Delegation Containment
A delegated sub-hierarchy is contained in the sense that processes can’t be moved into or out of the sub-hierarchy by the delegatee. For delegations to a less privileged user, this is achieved by requiring the following conditions for a process with a non-root euid to migrate a target process into a cgroup by writing its PID to the “cgroup.procs” file. The writer must have write access to the “cgroup.procs” file. The writer must have write access to the “cgroup.procs” file of the common ancestor of the source and destination cgroups. The above two constraints ensure that while a delegatee may migrate processes around freely in the delegated sub-hierarchy it can’t pull in from or push out to outside the sub-hierarchy. For an example, let’s assume cgroups C0 and C1 have been delegated to user U0 who created C00, C01 under C0 and C10 under C1 as follows and all processes under C0 and C1 belong to U0: Let’s also say U0 wants to write the PID of a process which is currently in C10 into “C00/cgroup.procs”. U0 has write access to the file; however, the common ancestor of the source cgroup C10 and the destination cgroup C00 is above the points of delegation and U0 would not have write access to its “cgroup.procs” files and thus the write will be denied with -EACCES. For delegations to namespaces, containment is achieved by requiring that both the source and destination cgroups are reachable from the namespace of the process which is attempting the migration. If either is not reachable, the migration is rejected with -ENOENT.

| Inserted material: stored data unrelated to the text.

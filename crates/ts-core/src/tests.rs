//! Unit tests for ts-core primitives.

#[cfg(test)]
mod ids {
    use crate::{LaneId, TrialId, VehicleId};

    #[test]
    fn index_roundtrip() {
        let id = LaneId(2);
        assert_eq!(id.index(), 2);
        assert_eq!(LaneId::try_from(2usize).unwrap(), id);
    }

    #[test]
    fn lane_id_overflow_rejected() {
        assert!(LaneId::try_from(70_000usize).is_err());
    }

    #[test]
    fn display() {
        assert_eq!(VehicleId(7).to_string(), "VehicleId(7)");
        assert_eq!(TrialId(0).to_string(), "TrialId(0)");
    }
}

#[cfg(test)]
mod time {
    use crate::{SimClock, Tick};

    #[test]
    fn tick_arithmetic() {
        let t = Tick(10);
        assert_eq!(t + 5, Tick(15));
        assert_eq!(t.offset(3), Tick(13));
        assert_eq!(Tick(15) - Tick(10), 5u64);
        assert_eq!(Tick(3).since(Tick(5)), 0);
    }

    #[test]
    fn zero_step_rejected() {
        assert!(SimClock::new(0, 1).is_err());
        assert!(SimClock::new(1, 0).is_err());
    }

    #[test]
    fn advance_uses_step() {
        let mut clock = SimClock::new(3, 1).unwrap();
        clock.advance();
        clock.advance();
        assert_eq!(clock.now(), Tick(6));
        assert_eq!(clock.elapsed_since(Tick(2)), 4);
    }

    #[test]
    fn absent_mark_is_infinitely_old() {
        let clock = SimClock::default();
        assert_eq!(clock.elapsed_since_mark(None), u64::MAX);
        assert_eq!(clock.elapsed_since_mark(Some(Tick(0))), 0);
    }

    #[test]
    fn hour_of_day_wraps() {
        let mut clock = SimClock::new(1, 3_600).unwrap();
        for _ in 0..25 {
            clock.advance();
        }
        assert!((clock.hour_of_day() - 1.0).abs() < 1e-12);
        assert!((clock.elapsed_hours() - 25.0).abs() < 1e-12);
        assert_eq!(clock.elapsed_dhm(), (1, 1, 0));
    }

    #[test]
    fn ticks_for_hours_rounds_up() {
        let clock = SimClock::default();
        assert_eq!(clock.ticks_for_hours(1.0), 3_600);
        let coarse = SimClock::new(1, 7).unwrap();
        assert_eq!(coarse.ticks_for_secs(15), 3);
    }

    #[test]
    fn display() {
        let mut clock = SimClock::new(1, 60).unwrap();
        for _ in 0..61 {
            clock.advance();
        }
        assert_eq!(clock.to_string(), "T61 (day 0 01:01)");
    }
}

#[cfg(test)]
mod rng {
    use crate::{LaneId, LaneRng, SimRng, TrialId, trial_seed};

    #[test]
    fn deterministic_same_seed() {
        let mut r1 = SimRng::new(12345);
        let mut r2 = SimRng::new(12345);
        for _ in 0..100 {
            assert_eq!(r1.exponential(2.0), r2.exponential(2.0));
        }
    }

    #[test]
    fn different_lanes_differ() {
        let mut r0 = LaneRng::new(1, LaneId(0));
        let mut r1 = LaneRng::new(1, LaneId(1));
        let a: Vec<u64> = (0..32).map(|_| r0.poisson(5.0)).collect();
        let b: Vec<u64> = (0..32).map(|_| r1.poisson(5.0)).collect();
        assert_ne!(a, b, "seeds for adjacent lanes should diverge");
    }

    #[test]
    fn trial_seeds_differ() {
        assert_ne!(trial_seed(7, TrialId(0)), trial_seed(7, TrialId(1)));
        assert_eq!(trial_seed(7, TrialId(3)), trial_seed(7, TrialId(3)));
    }

    #[test]
    fn degenerate_rates_sample_zero() {
        let mut rng = SimRng::new(0);
        assert_eq!(rng.poisson(0.0), 0);
        assert_eq!(rng.poisson(f64::NAN), 0);
        assert_eq!(rng.exponential(-1.0), 0.0);
    }

    #[test]
    fn exponential_mean_is_close() {
        let mut rng = SimRng::new(99);
        let n = 20_000;
        let mean = (0..n).map(|_| rng.exponential(2.0)).sum::<f64>() / n as f64;
        assert!((mean - 2.0).abs() < 0.1, "sample mean {mean}");
    }

    #[test]
    fn poisson_mean_is_close() {
        let mut rng = LaneRng::new(5, LaneId(0));
        let n = 20_000;
        let mean = (0..n).map(|_| rng.poisson(0.5)).sum::<u64>() as f64 / n as f64;
        assert!((mean - 0.5).abs() < 0.05, "sample mean {mean}");
    }
}

#[cfg(test)]
mod frustration {
    use crate::FrustrationFn;

    fn assert_monotone(f: FrustrationFn) {
        let mut prev = f.eval(0);
        assert!(prev >= 0.0);
        for w in 1..2_000 {
            let cur = f.eval(w);
            assert!(cur >= prev, "{f:?} decreased at wait {w}");
            prev = cur;
        }
    }

    #[test]
    fn quadratic_values() {
        let f = FrustrationFn::Quadratic;
        assert_eq!(f.eval(0), 0.0);
        assert_eq!(f.eval(60), 1.0);
        assert_eq!(f.eval(120), 4.0);
    }

    #[test]
    fn exponential_values() {
        let f = FrustrationFn::Exponential { k: 1.0 };
        assert_eq!(f.eval(0), 0.0);
        assert!((f.eval(60) - (std::f64::consts::E - 1.0)).abs() < 1e-12);
    }

    #[test]
    fn supplied_functions_are_monotone() {
        assert_monotone(FrustrationFn::Quadratic);
        assert_monotone(FrustrationFn::Exponential { k: 0.5 });
        assert_monotone(FrustrationFn::Polynomial { power: 1.5 });
    }

    #[test]
    fn validation() {
        assert!(FrustrationFn::Quadratic.validate().is_ok());
        assert!(FrustrationFn::Exponential { k: 0.0 }.validate().is_err());
        assert!(FrustrationFn::Polynomial { power: 0.5 }.validate().is_err());
    }
}

#[cfg(test)]
mod rate {
    use crate::{RateFn, RushPeak};

    #[test]
    fn constant_ignores_hour() {
        let r = RateFn::Constant { per_minute: 12.0 };
        assert_eq!(r.per_minute(3.0), 12.0);
        assert_eq!(r.per_minute(27.0), 12.0);
    }

    #[test]
    fn rush_hour_peaks_at_center() {
        let r = RateFn::RushHour {
            base: 2.0,
            peaks: vec![RushPeak { hour: 8.0, height: 10.0, width: 1.0 }],
        };
        assert!((r.per_minute(8.0) - 12.0).abs() < 1e-12);
        assert!(r.per_minute(7.0) < r.per_minute(8.0));
        assert!((r.per_minute(7.0) - r.per_minute(9.0)).abs() < 1e-12);
    }

    #[test]
    fn rush_hour_wraps_midnight() {
        let r = RateFn::RushHour {
            base: 0.0,
            peaks: vec![RushPeak { hour: 23.5, height: 4.0, width: 1.0 }],
        };
        assert!((r.per_minute(0.5) - r.per_minute(22.5)).abs() < 1e-12);
    }

    #[test]
    fn schedule_steps_and_wraps() {
        let r = RateFn::Schedule { points: vec![(6.0, 10.0), (20.0, 2.0)] };
        assert_eq!(r.per_minute(7.0), 10.0);
        assert_eq!(r.per_minute(21.0), 2.0);
        assert_eq!(r.per_minute(3.0), 2.0);
    }

    #[test]
    fn validation() {
        assert!(RateFn::Constant { per_minute: -1.0 }.validate().is_err());
        assert!(RateFn::Schedule { points: vec![] }.validate().is_err());
        assert!(RateFn::Schedule { points: vec![(5.0, 1.0), (2.0, 1.0)] }.validate().is_err());
        assert!(
            RateFn::RushHour {
                base: 1.0,
                peaks: vec![RushPeak { hour: 8.0, height: 1.0, width: 0.0 }],
            }
            .validate()
            .is_err()
        );
    }
}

我在我的fedora32上看,默认的cgroup已经是nsdelegate了,我通过修改systemd配置文件的方式开启了所有controller权限。然后按照文档做了一个试验
$ mkdir -p c0/c01
$ mkdir -p c1/c11
$ sleep 60 &
[1] 44183
$ echo 44183 > c0/c01/cgroup.procs
$ echo 44183 > c1/c11/cgroup.procs
并没有报错…“我”在user.slice下面就是无敌的。
随后我又在网上找到了systemd为user.slice初始化的配置文件:/lib/systemd/system/user@.service
$ cat /lib/systemd/system/user@.service
# SPDX-License-Identifier: LGPL-2.1+
#
# This file is part of systemd.
#
# systemd is free software; you can redistribute it and/or modify it
# under the terms of the GNU Lesser General Public License as published by
# the Free Software Foundation; either version 2.1 of the License, or
# (at your option) any later version.
[Unit]
Description=User Manager for UID %i
Documentation=man:user@.service(5)
After=systemd-user-sessions.service user-runtime-dir@%i.service dbus.service
Requires=user-runtime-dir@%i.service
IgnoreOnIsolate=yes
[Service]
User=%i
PAMName=systemd-user
Type=notify
ExecStart=/usr/lib/systemd/systemd --user
Slice=user-%i.slice
KillMode=mixed
Delegate=pids memory
TasksMax=infinity
TimeoutStopSec=120s
KeyringMode=inherit
user@.service是为所有的user-uid创建的,所以必须要用sudo reload。
但是有没有办法为user-1000设置delegation呢?这样就不用root了。我在本地没试出来,但是看到github有一段摘自cgroup v2 mail list的一段话,貌似是可能的:
Or in other words: if you are looking for a way to get your own per-user delegated cgroup subtree, simply ask systemd for it by setting Delegate=yes in your service unit file, or by asking for a scope unit to be registered, also with Delegate=yes set. Nothing else is supported.
Anyway,文档里面好多陈述有矛盾,有可能是文档比较落后吧。有待研究。